## Exercise prompt
Stop after the line containing "use satox_sdk::lifecycle::Manager;"; retype every line of the data before it exactly, starting from the first.

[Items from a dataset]
Content starts
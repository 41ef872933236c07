// Copyright (c) 2026 Satox SDK Contributors. MIT License.
// See LICENSE for details.

//! # Satox CLI
//!
//! Entry point for the `satox` binary. Parses CLI arguments, initializes
//! logging and metrics, runs an SDK node and serves its HTTP/WS API.
//!
//! Subcommands:
//!
//! - `run`     start a node
//! - `init`    create a data directory, config file and node key
//! - `status`  query a running node's status endpoint
//! - `keygen`  print a fresh Ed25519 or post-quantum keypair
//! - `version` print build version information

mod api;
mod cli;
mod logging;
mod metrics;

use std::path::Path;
use std::sync::Arc;
use std::time::Duration;

use anyhow::{bail, Context, Result};
use clap::Parser;
use tokio::signal;
use tokio::sync::broadcast;

use satox_sdk::api::RestClient;
use satox_sdk::crypto::SatoxKeypair;
use satox_sdk::lifecycle::Manager;
use satox_sdk::quantum::{QuantumConfig, QuantumManager};
use satox_sdk::{Network, SatoxSdk, SdkConfig};

use cli::{Commands, SatoxCli};
use logging::LogFormat;
use metrics::{NodeMetrics, SharedMetrics};

const CONFIG_FILE: &str = "config.json";
const KEY_FILE: &str = "node.key";

/// How often gauges are re-read from the managers.
const METRICS_REFRESH: Duration = Duration::from_secs(5);

#[tokio::main]
async fn main() -> Result<()> {
    let cli = SatoxCli::parse();

    match cli.command {
        Commands::Run(args) => run_node(args).await,
        Commands::Init(args) => init_node(args),
        Commands::Status(args) => query_status(args).await,
        Commands::Keygen(args) => keygen(args),
        Commands::Version => {
            print_version();
            Ok(())
        }
    }
}

/// Explicit `--config`, else `config.json` in the data directory, else
/// defaults.
fn load_config(args: &cli::RunArgs) -> Result<SdkConfig> {
    let mut config = match &args.config {
        Some(path) => SdkConfig::load(path)
            .with_context(|| format!("failed to load config from {}", path.display()))?,
        None => {
            let data_dir = args
                .data_dir
                .clone()
                .unwrap_or_else(|| SdkConfig::default().data_dir);
            let candidate = data_dir.join(CONFIG_FILE);
            if candidate.is_file() {
                SdkConfig::load(&candidate)
                    .with_context(|| format!("failed to load config from {}", candidate.display()))?
            } else {
                SdkConfig::default()
            }
        }
    };

    if let Some(data_dir) = &args.data_dir {
        config.data_dir = data_dir.clone();
    }
    if let Some(port) = args.rpc_port {
        config.rpc_port = port;
    }
    config.validate().context("invalid configuration")?;
    Ok(config)
}

/// Starts the SDK and serves the API and metrics until a shutdown signal.
async fn run_node(args: cli::RunArgs) -> Result<()> {
    let config = load_config(&args)?;
    logging::init_logging(&config.log_level, args.log_format);

    tracing::info!(
        network = %config.network,
        rpc_port = config.rpc_port,
        p2p_port = config.p2p_port,
        metrics_port = args.metrics_port,
        data_dir = %config.data_dir.display(),
        "starting satox node"
    );

    std::fs::create_dir_all(&config.data_dir).with_context(|| {
        format!("failed to create data directory: {}", config.data_dir.display())
    })?;

    // --- SDK ---
    let rpc_port = config.rpc_port;
    let sdk = Arc::new(SatoxSdk::with_config(config).context("invalid SDK configuration")?);
    sdk.initialize().context("failed to initialize SDK")?;
    sdk.start().await.context("failed to start SDK")?;

    // --- Metrics ---
    let node_metrics: SharedMetrics =
        Arc::new(NodeMetrics::new().context("failed to register metrics")?);
    let metrics_loop = tokio::spawn(track_metrics(Arc::clone(&sdk), Arc::clone(&node_metrics)));

    // --- API server ---
    let app_state = api::AppState {
        sdk: Arc::clone(&sdk),
        metrics: Arc::clone(&node_metrics),
    };
    let api_router = api::create_router(app_state);
    let api_addr = format!("0.0.0.0:{rpc_port}");
    let api_listener = tokio::net::TcpListener::bind(&api_addr)
        .await
        .with_context(|| format!("failed to bind RPC listener on {api_addr}"))?;
    tracing::info!("API server listening on {}", api_addr);

    // --- Metrics server ---
    let metrics_router = axum::Router::new()
        .route("/metrics", axum::routing::get(metrics::metrics_handler))
        .with_state(Arc::clone(&node_metrics));
    let metrics_addr = format!("0.0.0.0:{}", args.metrics_port);
    let metrics_listener = tokio::net::TcpListener::bind(&metrics_addr)
        .await
        .with_context(|| format!("failed to bind metrics listener on {metrics_addr}"))?;
    tracing::info!("Metrics server listening on {}", metrics_addr);

    // --- Serve ---
    tokio::select! {
        res = axum::serve(api_listener, api_router) => {
            if let Err(e) = res {
                tracing::error!("API server error: {}", e);
            }
        }
        res = axum::serve(metrics_listener, metrics_router) => {
            if let Err(e) = res {
                tracing::error!("Metrics server error: {}", e);
            }
        }
        _ = shutdown_signal() => {
            tracing::info!("shutdown signal received");
        }
    }

    metrics_loop.abort();
    sdk.shutdown().await.context("SDK shutdown failed")?;
    tracing::info!("satox node stopped");
    Ok(())
}

/// Count bus events as they happen and re-read gauges on a timer.
async fn track_metrics(sdk: Arc<SatoxSdk>, metrics: SharedMetrics) {
    let mut events = sdk.subscribe();
    let mut interval = tokio::time::interval(METRICS_REFRESH);
    loop {
        tokio::select! {
            _ = interval.tick() => metrics.refresh(&sdk),
            event = events.recv() => match event {
                Ok(event) => metrics.record_event(&event),
                Err(broadcast::error::RecvError::Lagged(n)) => {
                    tracing::debug!(skipped = n, "metrics missed events");
                }
                Err(broadcast::error::RecvError::Closed) => break,
            },
        }
    }
}

/// Creates a data directory holding `config.json` and a node key.
fn init_node(args: cli::InitArgs) -> Result<()> {
    logging::init_logging("info", LogFormat::Pretty);

    let network: Network = args
        .network
        .parse()
        .with_context(|| format!("unknown network {:?}", args.network))?;
    let data_dir = &args.data_dir;
    tracing::info!(data_dir = %data_dir.display(), %network, "initializing data directory");

    let config_path = data_dir.join(CONFIG_FILE);
    if config_path.exists() && !args.force {
        bail!(
            "{} already exists, pass --force to overwrite it",
            config_path.display()
        );
    }

    std::fs::create_dir_all(data_dir)
        .with_context(|| format!("failed to create data directory: {}", data_dir.display()))?;

    let config = SdkConfig {
        data_dir: data_dir.clone(),
        network,
        ..SdkConfig::default()
    };
    config
        .save(&config_path)
        .with_context(|| format!("failed to write {}", config_path.display()))?;

    let keypair = SatoxKeypair::generate();
    let key_path = data_dir.join(KEY_FILE);
    write_secret(&key_path, &keypair.secret_key_hex())?;

    tracing::info!(
        address = %keypair.address(),
        key_path = %key_path.display(),
        "node keypair generated"
    );

    println!("Data directory initialized.");
    println!("  Data directory : {}", data_dir.display());
    println!("  Network        : {}", network);
    println!("  Config         : {}", config_path.display());
    println!("  Node key       : {}", key_path.display());
    println!("  Address        : {}", keypair.address());

    Ok(())
}

/// Write a secret and restrict it to the owner on Unix.
fn write_secret(path: &Path, secret_hex: &str) -> Result<()> {
    std::fs::write(path, secret_hex)
        .with_context(|| format!("failed to write key to {}", path.display()))?;

    #[cfg(unix)]
    {
        use std::os::unix::fs::PermissionsExt;
        std::fs::set_permissions(path, std::fs::Permissions::from_mode(0o600))
            .with_context(|| format!("failed to restrict permissions on {}", path.display()))?;
    }
    Ok(())
}

/// Queries a running node's `/status` endpoint and prints the result.
async fn query_status(args: cli::StatusArgs) -> Result<()> {
    let client = RestClient::new(&args.rpc_url)
        .with_context(|| format!("invalid RPC URL {}", args.rpc_url))?;
    let status: serde_json::Value = client
        .get("/status")
        .await
        .with_context(|| format!("failed to query {}", args.rpc_url))?;
    println!("{}", serde_json::to_string_pretty(&status)?);
    Ok(())
}

fn keygen(args: cli::KeygenArgs) -> Result<()> {
    match args.quantum {
        None => {
            let keypair = SatoxKeypair::generate();
            println!("algorithm  : ed25519");
            println!("address    : {}", keypair.address());
            println!("public key : {}", keypair.public_key().to_hex());
            println!("secret key : {}", keypair.secret_key_hex());
        }
        Some(algorithm) => {
            let quantum = QuantumManager::new(QuantumConfig::default());
            quantum.initialize()?;
            let (public, secret) = quantum
                .generate_keypair(&algorithm)
                .with_context(|| format!("cannot generate {algorithm} keypair"))?;
            quantum.shutdown()?;
            println!("algorithm  : {}", algorithm);
            println!("public key : {}", hex::encode(public));
            println!("secret key : {}", hex::encode(secret));
        }
    }
    Ok(())
}

fn print_version() {
    println!("satox     {}", env!("CARGO_PKG_VERSION"));
    println!("sdk       {}", SatoxSdk::version());
    println!("built     {}", SatoxSdk::build_date());
}

/// Waits for SIGINT (Ctrl+C) or SIGTERM, whichever comes first.
///
/// On non-Unix platforms, only Ctrl+C is supported.
async fn shutdown_signal() {
    let ctrl_c = async {
        if let Err(e) = signal::ctrl_c().await {
            tracing::warn!(error = %e, "failed to listen for Ctrl+C");
            std::future::pending::<()>().await;
        }
    };

    #[cfg(unix)]
    let terminate = async {
        match signal::unix::signal(signal::unix::SignalKind::terminate()) {
            Ok(mut sigterm) => {
                sigterm.recv().await;
            }
            Err(e) => {
                tracing::warn!(error = %e, "failed to install SIGTERM handler");
                std::future::pending::<()>().await;
            }
        }
    };

    #[cfg(not(unix))]
    let terminate = std::future::pending::<()>();

    tokio::select! {
        _ = ctrl_c => {}
        _ = terminate => {}
    }
}

#[cfg(test)]
mod tests {
    use super::*;

    fn run_args(extra: &[&str]) -> cli::RunArgs {
        let mut argv = vec!["satox", "run"];
        argv.extend_from_slice(extra);
        match SatoxCli::try_parse_from(argv).unwrap().command {
            Commands::Run(args) => args,
            other => panic!("unexpected command {other:?}"),
        }
    }

    #[test]
    fn config_file_in_data_dir_is_picked_up() {
        let dir = tempfile::tempdir().unwrap();
        let saved = SdkConfig {
            network: Network::Testnet,
            p2p_port: 61000,
            ..SdkConfig::default()
        };
        saved.save(dir.path().join(CONFIG_FILE)).unwrap();

        let dir_arg = dir.path().to_str().unwrap();
        let config = load_config(&run_args(&["--data-dir", dir_arg, "--rpc-port", "9000"])).unwrap();
        assert_eq!(config.network, Network::Testnet);
        assert_eq!(config.p2p_port, 61000);
        assert_eq!(config.rpc_port, 9000);
        assert_eq!(config.data_dir, dir.path());
    }

    #[test]
    fn missing_explicit_config_is_an_error() {
        let dir = tempfile::tempdir().unwrap();
        let path = dir.path().join("absent.json");
        let err = load_config(&run_args(&["--config", path.to_str().unwrap()])).unwrap_err();
        assert!(err.to_string().contains("failed to load config"));
    }

    #[cfg(unix)]
    #[test]
    fn secrets_are_owner_only() {
        use std::os::unix::fs::PermissionsExt;
        let dir = tempfile::tempdir().unwrap();
        let path = dir.path().join(KEY_FILE);
        write_secret(&path, "abcd").unwrap();
        let mode = std::fs::metadata(&path).unwrap().permissions().mode();
        assert_eq!(mode & 0o777, 0o600);
        assert_eq!(std::fs::read_to_string(&path).unwrap(), "abcd");
    }
}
Content ends
## Answer space
repository 41ef872933236c07
// Copyright (c) 2026 Satox SDK Contributors. MIT License.
// See LICENSE for details.

//! # Satox CLI
//!
//! Entry point for the `satox` binary. Parses CLI arguments, initializes
//! logging and metrics, runs an SDK node and serves its HTTP/WS API.
//!
//! Subcommands:
//!
//! - `run`     start a node
//! - `init`    create a data directory, config file and node key
//! - `status`  query a running node's status endpoint
//! - `keygen`  print a fresh Ed25519 or post-quantum keypair
//! - `version` print build version information

mod api;
mod cli;
mod logging;
mod metrics;

use std::path::Path;
use std::sync::Arc;
use std::time::Duration;

use anyhow::{bail, Context, Result};
use clap::Parser;
use tokio::signal;
use tokio::sync::broadcast;

use satox_sdk::api::RestClient;
use satox_sdk::crypto::SatoxKeypair;
use satox_sdk::lifecycle::Manager;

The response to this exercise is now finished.